Every entry below is to be copied exactly, with nothing omitted.

┌─ EXERCISE MATERIAL

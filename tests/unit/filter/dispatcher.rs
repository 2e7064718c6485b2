use std::time::Duration;

use super::*;

fn buf() -> ImageBuffer {
    ImageBuffer::filled(8, 8, [10, 20, 30, 255]).unwrap()
}

fn panicking_worker(
    _buffer: &mut ImageBuffer,
    _kind: FilterKind,
    _progress: &mut dyn FnMut(f32),
    _cancelled: &dyn Fn() -> bool,
) -> StudioResult<RunOutcome> {
    panic!("boom");
}

fn slow_worker(
    buffer: &mut ImageBuffer,
    kind: FilterKind,
    progress: &mut dyn FnMut(f32),
    cancelled: &dyn Fn() -> bool,
) -> StudioResult<RunOutcome> {
    for i in 0..200 {
        if cancelled() {
            return Ok(RunOutcome::Cancelled);
        }
        progress(i as f32 / 200.0);
        std::thread::sleep(Duration::from_millis(5));
    }
    engine::run_rows(buffer, kind, progress, cancelled)
}

#[test]
fn run_returns_filtered_buffer_and_goes_idle() {
    let mut d = FilterDispatcher::new();
    let mut last = 0.0f32;
    let out = d
        .run(buf(), FilterKind::Invert, None, &mut |p| last = p)
        .unwrap();
    let JobOutcome::Finished(out) = out else {
        panic!("expected finished job");
    };
    assert_eq!(out.pixel(0, 0), Some([245, 235, 225, 255]));
    assert_eq!(last, 1.0);
    assert!(d.is_idle());
}

#[test]
fn worker_panic_surfaces_error_and_resets() {
    let mut d = FilterDispatcher::with_worker(panicking_worker);
    let err = d
        .run(buf(), FilterKind::Sepia, None, &mut |_| {})
        .unwrap_err();
    assert!(matches!(err, StudioError::FilterExecution(_)));
    assert!(err.to_string().contains("boom"));
    assert!(d.is_idle());
}

#[test]
fn new_submission_supersedes_running_job() {
    let mut d = FilterDispatcher::with_worker(slow_worker);
    let first = d.submit(buf(), FilterKind::Invert).unwrap();
    let second = d.submit(buf(), FilterKind::RemoveRed).unwrap();
    assert!(second > first);
    assert_eq!(d.active_job(), Some(second));

    let outcome = d.wait(first, None, &mut |_| {}).unwrap();
    assert!(matches!(outcome, JobOutcome::Superseded));

    let outcome = d.wait(second, None, &mut |_| {}).unwrap();
    let JobOutcome::Finished(out) = outcome else {
        panic!("expected the newer job to finish");
    };
    assert_eq!(out.pixel(3, 3), Some([0, 20, 30, 255]));

    // Nothing from the cancelled job leaks out afterwards.
    assert!(d.poll().is_empty());
}

#[test]
fn wait_honors_deadline() {
    let mut d = FilterDispatcher::with_worker(slow_worker);
    let job = d.submit(buf(), FilterKind::Invert).unwrap();
    let outcome = d
        .wait(
            job,
            Some(Instant::now() + Duration::from_millis(20)),
            &mut |_| {},
        )
        .unwrap();
    assert!(matches!(outcome, JobOutcome::TimedOut));
    assert!(!d.is_idle());
    d.cancel();
    assert!(d.is_idle());
}

#[test]
fn poll_delivers_terminal_event_for_active_job() {
    let mut d = FilterDispatcher::new();
    let job = d.submit(buf(), FilterKind::Solarize).unwrap();
    let mut done = false;
    let deadline = Instant::now() + Duration::from_secs(5);
    while !done && Instant::now() < deadline {
        for ev in d.poll() {
            assert_eq!(ev.job(), job);
            if matches!(ev, DispatchEvent::Done { .. }) {
                done = true;
            }
        }
        std::thread::sleep(Duration::from_millis(1));
    }
    assert!(done);
    assert!(d.is_idle());
}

└─

PROBLEM SOLUTION:
filename tests/unit/filter/dispatcher.rs
repository 2e7064718c6485b2
use std::time::Duration;

use super::*;

fn buf() -> ImageBuffer {
    ImageBuffer::filled(8, 8, [10, 20, 30, 255]).unwrap()
}

fn panicking_worker(
    _buffer: &mut ImageBuffer,
    _kind: FilterKind,
    _progress: &mut dyn FnMut(f32),
    _cancelled: &dyn Fn() -> bool,
) -> StudioResult<RunOutcome> {
    panic!("boom");
}

fn slow_worker(
    buffer: &mut ImageBuffer,
    kind: FilterKind,
    progress: &mut dyn FnMut(f32),
    cancelled: &dyn Fn() -> bool,
) -> StudioResult<RunOutcome> {
    for i in 0..200 {
        if cancelled() {
            return Ok(RunOutcome::Cancelled);
        }
        progress(i as f32 / 200.0);
        std::thread::sleep(Duration::from_millis(5));
    }
    engine::run_rows(buffer, kind, progress, cancelled)
}

#[test]
fn run_returns_filtered_buffer_and_goes_idle() {
    let mut d = FilterDispatcher::new();
    let mut last = 0.0f32;
    let out = d
        .run(buf(), FilterKind::Invert, None, &mut |p| last = p)
        .unwrap();
    let JobOutcome::Finished(out) = out else {
        panic!("expected finished job");
    };
    assert_eq!(out.pixel(0, 0), Some([245, 235, 225, 255]));
    assert_eq!(last, 1.0);
    assert!(d.is_idle());
}

#[test]
fn worker_panic_surfaces_error_and_resets() {
    let mut d = FilterDispatcher::with_worker(panicking_worker);
    let err = d
        .run(buf(), FilterKind::Sepia, None, &mut |_| {})
        .unwrap_err();
    assert!(matches!(err, StudioError::FilterExecution(_)));
    assert!(err.to_string().contains("boom"));
    assert!(d.is_idle());
}

#[test]
fn new_submission_supersedes_running_job() {
    let mut d = FilterDispatcher::with_worker(slow_worker);
    let first = d.submit(buf(), FilterKind::Invert).unwrap();
    let second = d.submit(buf(), FilterKind::RemoveRed).unwrap();
    assert!(second > first);
    assert_eq!(d.active_job(), Some(second));

    let outcome = d.wait(first, None, &mut |_| {}).unwrap();
    assert!(matches!(outcome, JobOutcome::Superseded));

    let outcome = d.wait(second, None, &mut |_| {}).unwrap();
    let JobOutcome::Finished(out) = outcome else {
        panic!("expected the newer job to finish");
    };
    assert_eq!(out.pixel(3, 3), Some([0, 20, 30, 255]));

    // Nothing from the cancelled job leaks out afterwards.
    assert!(d.poll().is_empty());
}

#[test]
fn wait_honors_deadline() {
    let mut d = FilterDispatcher::with_worker(slow_worker);
    let job = d.submit(buf(), FilterKind::Invert).unwrap();
    let outcome = d
        .wait(
            job,
            Some(Instant::now() + Duration::from_millis(20)),
            &mut |_| {},
        )
        .unwrap();
    assert!(matches!(outcome, JobOutcome::TimedOut));
    assert!(!d.is_idle());
    d.cancel();
    assert!(d.is_idle());
}

#[test]
fn poll_delivers_terminal_event_for_active_job() {
    let mut d = FilterDispatcher::new();
    let job = d.submit(buf(), FilterKind::Solarize).unwrap();
    let mut done = false;
    let deadline = Instant::now() + Duration::from_secs(5);
    while !done && Instant::now() < deadline {
        for ev in d.poll() {
            assert_eq!(ev.job(), job);
            if matches!(ev, DispatchEvent::Done { .. }) {
                done = true;
            }
        }
        std::thread::sleep(Duration::from_millis(1));
    }
    assert!(done);
    assert!(d.is_idle());
}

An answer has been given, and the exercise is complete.